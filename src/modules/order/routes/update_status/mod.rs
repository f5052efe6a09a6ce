mod handler;
mod service;
mod types;

use crate::types::Context;
use axum::{routing::put, Router};
use std::sync::Arc;

pub fn get_router() -> Router<Arc<Context>> {
    Router::new().route("/:id/status", put(handler::handler))
}
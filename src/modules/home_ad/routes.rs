use super::repository;
use axum::{
    extract::{Json, Path, State},
    http::StatusCode,
    response::{IntoResponse, Response},
    routing::{get, patch},
    Router,
};
use chrono::{NaiveDateTime, Utc};
use serde::Deserialize;
use serde_json::json;
use std::sync::Arc;
use validator::{Validate, ValidationError};

use crate::{modules::auth::middleware::AdminAuth, types::Context, utils::validation};

fn server_error(message: &str) -> Response {
    (
        StatusCode::INTERNAL_SERVER_ERROR,
        Json(json!({ "error": message })),
    )
        .into_response()
}

fn not_found() -> Response {
    (
        StatusCode::NOT_FOUND,
        Json(json!({ "error": "Home ad not found" })),
    )
        .into_response()
}

fn validate_future(expires_at: &NaiveDateTime) -> Result<(), ValidationError> {
    if *expires_at <= Utc::now().naive_utc() {
        return Err(ValidationError::new("expires_at_in_the_past"));
    }

    Ok(())
}

async fn get_home_ads(State(ctx): State<Arc<Context>>) -> Response {
    match repository::find_live(&ctx.db_conn.pool).await {
        Ok(ads) => (StatusCode::OK, Json(json!(ads))).into_response(),
        Err(_) => server_error("Failed to fetch home ads"),
    }
}

#[derive(Deserialize, Validate)]
struct CreateHomeAdPayload {
    #[validate(url)]
    image: String,
    #[validate(url)]
    link: Option<String>,
    #[serde(default)]
    sort_order: i32,
    #[validate(custom(code = "INVALID_EXPIRY", function = "validate_future"))]
    expires_at: Option<NaiveDateTime>,
}

async fn create_home_ad(
    State(ctx): State<Arc<Context>>,
    _: AdminAuth,
    Json(payload): Json<CreateHomeAdPayload>,
) -> Response {
    if let Err(errors) = validation::validate(&payload) {
        return errors.into_response();
    }

    match repository::create(
        &ctx.db_conn.pool,
        repository::CreateHomeAdPayload {
            image: payload.image,
            link: payload.link,
            sort_order: payload.sort_order,
            expires_at: payload.expires_at,
        },
    )
    .await
    {
        Ok(ad) => (StatusCode::CREATED, Json(json!(ad))).into_response(),
        Err(_) => server_error("Home ad creation failed"),
    }
}

#[derive(Deserialize, Validate)]
struct UpdateHomeAdPayload {
    #[validate(url)]
    image: Option<String>,
    #[validate(url)]
    link: Option<String>,
    sort_order: Option<i32>,
    #[validate(custom(code = "INVALID_EXPIRY", function = "validate_future"))]
    expires_at: Option<NaiveDateTime>,
}

async fn update_home_ad(
    State(ctx): State<Arc<Context>>,
    _: AdminAuth,
    Path(id): Path<String>,
    Json(payload): Json<UpdateHomeAdPayload>,
) -> Response {
    if let Err(errors) = validation::validate(&payload) {
        return errors.into_response();
    }

    match repository::update_by_id(
        &ctx.db_conn.pool,
        id,
        repository::UpdateHomeAdPayload {
            image: payload.image,
            link: payload.link,
            sort_order: payload.sort_order,
            expires_at: payload.expires_at,
        },
    )
    .await
    {
        Ok(Some(ad)) => (StatusCode::OK, Json(json!(ad))).into_response(),
        Ok(None) => not_found(),
        Err(_) => server_error("Failed to update home ad"),
    }
}

async fn delete_home_ad(
    State(ctx): State<Arc<Context>>,
    _: AdminAuth,
    Path(id): Path<String>,
) -> Response {
    match repository::delete_by_id(&ctx.db_conn.pool, id).await {
        Ok(true) => (
            StatusCode::OK,
            Json(json!({ "message": "Home ad deleted successfully" })),
        )
            .into_response(),
        Ok(false) => not_found(),
        Err(_) => server_error("Failed to delete home ad"),
    }
}

pub fn get_router() -> Router<Arc<Context>> {
    Router::new()
        .route("/", get(get_home_ads).post(create_home_ad))
        .route("/:id", patch(update_home_ad).delete(delete_home_ad))
}

#[cfg(test)]
mod tests {
    use super::*;
    use chrono::Duration;
    use serde_json::json;

    #[test]
    fn expiry_must_be_in_the_future() {
        let tomorrow = Utc::now().naive_utc() + Duration::days(1);
        let yesterday = Utc::now().naive_utc() - Duration::days(1);

        assert!(validate_future(&tomorrow).is_ok());
        assert!(validate_future(&yesterday).is_err());
    }

    #[test]
    fn image_must_be_a_url() {
        let payload: CreateHomeAdPayload =
            serde_json::from_value(json!({ "image": "not a url" })).unwrap();
        assert!(payload.validate().is_err());

        let payload: CreateHomeAdPayload =
            serde_json::from_value(json!({ "image": "https://cdn.example/banner.png" })).unwrap();
        assert!(payload.validate().is_ok());
    }
}
use super::{service::service, types::request};
use crate::{modules::auth::middleware::Auth, types::Context};
use axum::{
    extract::{Path, State},
    response::IntoResponse,
};
use std::sync::Arc;

pub async fn handler(
    State(ctx): State<Arc<Context>>,
    auth: Auth,
    Path(id): Path<String>,
) -> impl IntoResponse {
    service(ctx, request::Payload { auth, id }).await
}
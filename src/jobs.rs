use crate::{
    modules::{home_ad, offer},
    types::Context,
};
use std::sync::Arc;
use tokio_cron_scheduler::{Job, JobScheduler, JobSchedulerError};

const EVERY_MINUTE: &str = "0 * * * * *";

async fn deactivate_expired_offers(ctx: Arc<Context>) {
    match offer::repository::deactivate_expired(&ctx.db_conn.pool).await {
        Ok(0) => (),
        Ok(count) => tracing::info!("Deactivated {} expired offers", count),
        Err(_) => tracing::error!("Failed to deactivate expired offers"),
    }
}

async fn delete_expired_home_ads(ctx: Arc<Context>) {
    match home_ad::repository::delete_expired(&ctx.db_conn.pool).await {
        Ok(0) => (),
        Ok(count) => tracing::info!("Deleted {} expired home ads", count),
        Err(_) => tracing::error!("Failed to delete expired home ads"),
    }
}

pub async fn start(ctx: Arc<Context>) -> Result<JobScheduler, JobSchedulerError> {
    let scheduler = JobScheduler::new().await?;

    let offers_ctx = ctx.clone();
    scheduler
        .add(Job::new_async(EVERY_MINUTE, move |_, _| {
            let ctx = offers_ctx.clone();
            Box::pin(async move { deactivate_expired_offers(ctx).await })
        })?)
        .await?;

    let home_ads_ctx = ctx.clone();
    scheduler
        .add(Job::new_async(EVERY_MINUTE, move |_, _| {
            let ctx = home_ads_ctx.clone();
            Box::pin(async move { delete_expired_home_ads(ctx).await })
        })?)
        .await?;

    scheduler.start().await?;

    tracing::debug!("Scheduled jobs started");

    Ok(scheduler)
}
use super::types::{request, response};
use crate::{modules::auth::service, types::Context};
use std::sync::Arc;

pub async fn service(ctx: Arc<Context>, payload: request::Payload) -> response::Response {
    service::auth::regenerate_tokens_for_session(ctx, payload.refresh_token)
        .await
        .map(|tokens| response::Success::Tokens(tokens.into()))
        .map_err(|err| match err {
            service::auth::Error::UnexpectedError => response::Error::FailedToRefreshTokens,
            _ => response::Error::InvalidRefreshToken,
        })
}
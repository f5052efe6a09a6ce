use crate::{
    modules::auth::{middleware::Auth, service},
    types::Context,
};
use axum::{
    extract::{Json, State},
    http::StatusCode,
    response::IntoResponse,
};
use serde_json::json;
use std::sync::Arc;

pub async fn handler(State(ctx): State<Arc<Context>>, auth: Auth) -> impl IntoResponse {
    match service::auth::revoke_session(ctx, auth.session.id).await {
        Ok(_) => (StatusCode::OK, Json(json!({ "message": "Signed out" }))),
        Err(_) => (
            StatusCode::INTERNAL_SERVER_ERROR,
            Json(json!({ "error": "Failed to sign out" })),
        ),
    }
}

##############################

- _TASK STATEMENT_
Make a copy of each line in the records that has the word "routing".

- _ANSWER TO THE EXERCISE_
use axum::{routing::put, Router};
    routing::{get, patch},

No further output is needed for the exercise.